¿Alguna vez han estado en calma frente al mar, sin hacer nada más que observar y escuchar el oleaje que se recuesta sobre la arena? Bueno, pues eso le pasó a la selección en el viaje que ha llegado al mismo desenlace que los anteriores –un pasado insistente y periódico– solo que éste ha tenido una reacción que raya en lo predecible. Dentro de mi sentidos, en el mar de mi imaginación, me encontraba en esa silla de plástico que había puesto en el punto exacto donde se remojan los pies con los coqueteos del agua. Desde ahí y con una tranquilidad anormal veía como la eliminación del cuadro mexicano se convertía en la normalidad atmosférica que se produce cada cuatro años.

No he reaccionado como de costumbre, más bien he reanudado mi actuar con una serenidad inesperada y creo saber por qué es. En las ediciones pasadas hubo coraje, rechazo y camiones enteros cargados de frustración por quedar fuera de un Mundial sin haberlo pensado o, peor aún, sin haberlo merecido.

Ahora me ha tocado asimilarlo en el tiempo de un chasquido, como si lo impensado estuviera previsto. Cerrar el puño, apretar los dientes o siquiera soltar una grosería para aliviar el arroyo de desilusión ha sido innecesario, la huida del conjunto azteca ha sido un tanto insípida. No metieron las manos a tiempo y prefirieron que sus palabras dulces convencieran a todos, menos a ellos.

No voy a culpar a nadie ni haré señalamientos comunes que denoten la responsabilidad del fracaso mexicano. Las redes parecen clubes de odio y desprestigio donde los miembros tienen que condenar con nombres y apellidos a los acusados para permanecer en ellos. Hasta el momento ha existido un buena autocrítica que no me genera preocupación. De hecho aunque no la hubiera seguiría templado, como el clima de mi atardecer especulativo.

Vuelvo al paisaje que les conté, en la silla, el sol sangrante y el viento balsámico. Con ella han llegado unas personas que han optado por sentarse sobre la arena a despedir el atardecer. Unos miran hacia el frente, otros reflexionan con el cielo y los más alejados a mi asiento han decidido adentrarse en el agua.

Específicamente me encuentro a un costado del Río Volga. Tan solo a una minúscula caminata de la Arena Samara, lugar donde el equipo mexicano abandonó sus propias aspiraciones. He querido permanecer en el sitio para dejar cualquier rastro de abatimiento porque a final de cuentas, y como ya lo dije, el pesar ha sido casi inexistente.

La gente a mi lado se ha levantado para tomar rumbo, van al sur por el río. Sin embargo, sé hacia donde llega el agua si tomas la dirección de Volgogrado, el destino es como una emboscada confusa que posee distintos frentes que hay que analizar para buscar la salida correcta.
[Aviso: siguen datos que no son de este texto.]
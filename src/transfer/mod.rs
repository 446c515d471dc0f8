//! External transfer program invocation
//!
//! The actual byte transfer is an external high-throughput stream program
//! (historically a netcat wrapper script). It is invoked with three
//! positional arguments and its exit status and output are captured, never
//! assumed.

use crate::error::Result;
use crate::models::Plot;
use crate::remote::CommandOutput;
use async_trait::async_trait;
use std::path::PathBuf;
use tracing::info;

/// The external byte-transfer mechanism
#[async_trait]
pub trait TransferProgram: Send + Sync {
    /// Invoke the transfer with (source path, file name, destination host)
    async fn send(&self, plot: &Plot, host: &str) -> Result<CommandOutput>;
}

/// Subprocess invocation of the configured transfer program
pub struct StreamSender {
    program: PathBuf,
}

impl StreamSender {
    pub fn new(program: PathBuf) -> Self {
        Self { program }
    }
}

#[async_trait]
impl TransferProgram for StreamSender {
    async fn send(&self, plot: &Plot, host: &str) -> Result<CommandOutput> {
        info!(
            program = %self.program.display(),
            plot = %plot.name,
            host,
            "Starting plot transfer"
        );

        // Dominant wall-clock cost of the whole cycle lives here.
        let output = tokio::process::Command::new(&self.program)
            .arg(&plot.path)
            .arg(&plot.name)
            .arg(host)
            .output()
            .await?;

        Ok(output.into())
    }
}
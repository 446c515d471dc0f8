//! The transfer state machine
//!
//! One [`TransferCoordinator::run_cycle`] call performs one bounded pass:
//! system checks, plot discovery, harvester selection, lock acquisition,
//! the external transfer, remote cleanup, size verification, lock release
//! and source deletion. The coordinator is designed to be invoked
//! periodically by an external scheduler; it keeps no state between passes
//! beyond the lock marker files.
//!
//! Side effects are strictly ordered: the lock is acquired before the
//! transfer starts, remote cleanup always runs after the transfer program
//! returns, verification follows cleanup, and the source plot is deleted
//! only after verification succeeds.

use crate::checks::DiskUsageMonitor;
use crate::config::Config;
use crate::detector::{StuckTransferDetector, TransferActivity};
use crate::error::{Error, Result};
use crate::liveness::{HostProbe, PingProbe, SystemScanner};
use crate::lock::TransferLock;
use crate::models::{JobStatus, Plot, TransferJob};
use crate::notifications::Notifier;
use crate::oracle::{CapacityOracle, SftpSnapshotSource};
use crate::remote::{RemoteShell, SshShell};
use crate::staging;
use crate::throughput::MetricsClient;
use crate::transfer::{StreamSender, TransferProgram};
use regex::Regex;
use tracing::{debug, error, info, warn};

/// Result of one coordination pass
#[derive(Debug, Clone, PartialEq, Eq)]
pub enum CycleOutcome {
    /// No qualifying plot in the staging directory
    Idle,
    /// A transfer is already in flight; try again next tick
    Busy,
    /// Dry-run mode: selected a destination but moved nothing
    DryRun { plot: String, harvester: String },
    /// One plot transferred, verified and removed from staging
    Transferred {
        plot: String,
        harvester: String,
        bytes: u64,
        attempts: u32,
    },
}

impl std::fmt::Display for CycleOutcome {
    fn fmt(&self, f: &mut std::fmt::Formatter<'_>) -> std::fmt::Result {
        match self {
            Self::Idle => write!(f, "no plots to process"),
            Self::Busy => write!(f, "transfer already in progress"),
            Self::DryRun { plot, harvester } => {
                write!(f, "dry run: would send {plot} to {harvester}")
            }
            Self::Transferred {
                plot,
                harvester,
                bytes,
                attempts,
            } => write!(
                f,
                "{plot} transferred to {harvester} ({bytes} bytes, {attempts} attempt(s))"
            ),
        }
    }
}

/// Local vs remote byte sizes for one transferred plot
#[derive(Debug, Clone, Copy)]
struct SizeComparison {
    local: u64,
    remote: u64,
}

impl SizeComparison {
    fn matches(&self) -> bool {
        self.local == self.remote
    }
}

/// Outcome of a single whole-job attempt
enum Attempt {
    /// The cycle is finished with this outcome
    Complete(CycleOutcome),
    /// Sizes disagreed; the job restarts from selection
    Mismatch { local: u64, remote: u64 },
    /// A zombie transfer was reset; the job restarts from selection
    ZombieReset,
}

/// Orchestrates selection, locking, transfer, verification and cleanup
pub struct TransferCoordinator {
    config: Config,
    pattern: Regex,
    oracle: CapacityOracle,
    detector: StuckTransferDetector,
    probe: Box<dyn HostProbe>,
    shell: Box<dyn RemoteShell>,
    program: Box<dyn TransferProgram>,
    notifier: Notifier,
    lock: TransferLock,
    usage: DiskUsageMonitor,
}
Es el Mar Caspio la parada final que esas personas tendrán que afrontar antes de su regreso a México.

En este punto ya sabemos quienes eran los que llegaron a mi lado con perfil meditabundo, los que tendrán que viajar en primera instancia a su conciencia para reparar lo hecho consigo mismos. Al final del trayecto está el Caspio que espera con sus cinco frentes para cuestionarlos sobre su andar.

El viaje de los jugadores es un vereda que no solo les corresponde a ellos transitar, sino también a los encargados del manejo del futbol en nuestro país. Casi 30 años de ayuno en los octavos de final, mismos años que no han permitido la mejora deseada del balompié en nuestro país. Serán épocas de silencio y consideración, donde más de 120 millones de mexicanos y 23 convocados son presos del pasado.